Working data:
- - - - - - -

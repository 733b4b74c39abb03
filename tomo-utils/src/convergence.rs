//! Convergence statistics of estimated loss series.
//!
//! A series is said to have converged at tick `t` if every value from `t` onwards lies within a
//! relative tolerance of the true value. For a true value of zero, the tolerance is applied as an
//! absolute bound instead.

use serde::{Deserialize, Serialize};
use statrs::distribution::{ContinuousCDF, Normal};

/// Default relative tolerance (1%) used to decide convergence.
pub const DEFAULT_TOLERANCE: f64 = 0.01;

/// Check whether `x` lies within the (relative) tolerance of `truth`. `NaN` is never within.
pub fn within(x: f64, truth: f64, tolerance: f64) -> bool {
    if x.is_nan() {
        return false;
    }
    let bound = if truth == 0.0 {
        tolerance
    } else {
        tolerance * truth.abs()
    };
    (x - truth).abs() <= bound
}

/// Returns the first tick after which the series stays within the tolerance of `truth`, or `None`
/// if the last value is still outside.
pub fn convergence_tick(series: &[f64], truth: f64, tolerance: f64) -> Option<usize> {
    match series.iter().rposition(|x| !within(*x, truth, tolerance)) {
        Some(last_outside) if last_outside + 1 == series.len() => None,
        Some(last_outside) => Some(last_outside + 1),
        None if series.is_empty() => None,
        None => Some(0),
    }
}

/// Half width of the normal-approximation (Wald) confidence interval of a Bernoulli proportion `p`
/// estimated from `n` samples.
pub fn wald_half_width(p: f64, n: usize, confidence: f64) -> f64 {
    if n == 0 {
        return f64::INFINITY;
    }
    let quantile = 1.0 - (1.0 - confidence) / 2.0;
    let z = match Normal::new(0.0, 1.0) {
        Ok(normal) => normal.inverse_cdf(quantile),
        Err(e) => {
            log::error!("Cannot build the standard normal distribution: {e}");
            return f64::INFINITY;
        }
    };
    z * (p * (1.0 - p) / n as f64).sqrt()
}

/// Convergence summary of a single estimated series.
#[derive(Debug, Clone, PartialEq, Serialize, Deserialize)]
pub struct ConvergenceReport {
    /// The true value the series should approach.
    pub truth: f64,
    /// The last value of the series, `None` if the series is empty or not yet estimable.
    pub final_value: Option<f64>,
    /// Absolute error of the last value.
    pub abs_error: Option<f64>,
    /// First tick from which on the series stays within the tolerance.
    pub converged_at: Option<usize>,
}

impl ConvergenceReport {
    pub fn new(series: &[f64], truth: f64, tolerance: f64) -> Self {
        let final_value = series.last().copied().filter(|x| !x.is_nan());
        Self {
            truth,
            final_value,
            abs_error: final_value.map(|x| (x - truth).abs()),
            converged_at: convergence_tick(series, truth, tolerance),
        }
    }

    pub fn converged(&self) -> bool {
        self.converged_at.is_some()
    }
}
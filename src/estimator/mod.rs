// TOMO: Network Loss Tomography Simulation with Bernoulli Losses
// Copyright (C) 2024-2025 Roland Schmid <roschmi@ethz.ch> and Tibor Schneider <sctibor@ethz.ch>
//
// This program is free software: you can redistribute it and/or modify
// it under the terms of the GNU General Public License as published by
// the Free Software Foundation, either version 3 of the License, or
// (at your option) any later version.
//
// This program is distributed in the hope that it will be useful,
// but WITHOUT ANY WARRANTY; without even the implied warranty of
// MERCHANTABILITY or FITNESS FOR A PARTICULAR PURPOSE.  See the
// GNU General Public License for more details.
//
// You should have received a copy of the GNU General Public License
// along with this program.  If not, see <http://www.gnu.org/licenses/>.
//! Estimators of the per-link drop probabilities. The estimator is chosen once from the
//! [`Mode`] and invoked after every tick, appending one value to the series of every host.

use std::fmt::Debug;

use crate::{config::Mode, network::Network, state::SimulationState, Tick};

mod direct;
mod tomography;

pub use direct::DirectEstimator;
pub use tomography::TomographyEstimator;

/// Placeholder for values that cannot be estimated yet, e.g., because no receiver below a host
/// has observed a single probe.
pub const NOT_ESTIMABLE: f64 = f64::NAN;

/// Point estimate of a single host after a tick.
#[derive(Debug, Clone, Copy, PartialEq)]
pub struct Estimate {
    /// Estimated probability that a probe reaches the host from the sender.
    pub y_hat: f64,
    /// Fraction of probes observed by at least one receiver in the subtree of the host.
    pub gamma: f64,
    /// Estimated drop probability of the incoming link of the host.
    pub alpha_hat: f64,
}

/// Strategy invoked once per tick, after all deliveries of that tick are completed.
pub trait Estimator: Debug + Send {
    /// The mode this estimator implements.
    fn mode(&self) -> Mode;

    /// Incorporate the outcome of `tick` and append the new estimates to `state`.
    fn update(&mut self, tick: Tick, network: &Network, state: &mut SimulationState);
}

- - - - - - -

Required work: Every line above from the line with "MERCHANTABILITY or FITNESS" to the line with "not, see <http://www.gnu.org/licenses/>.", inclusive, must be returned exactly; no other line belongs in the reply.

Output of the exercise:
// MERCHANTABILITY or FITNESS FOR A PARTICULAR PURPOSE.  See the
// GNU General Public License for more details.
//
// You should have received a copy of the GNU General Public License
// along with this program.  If not, see <http://www.gnu.org/licenses/>.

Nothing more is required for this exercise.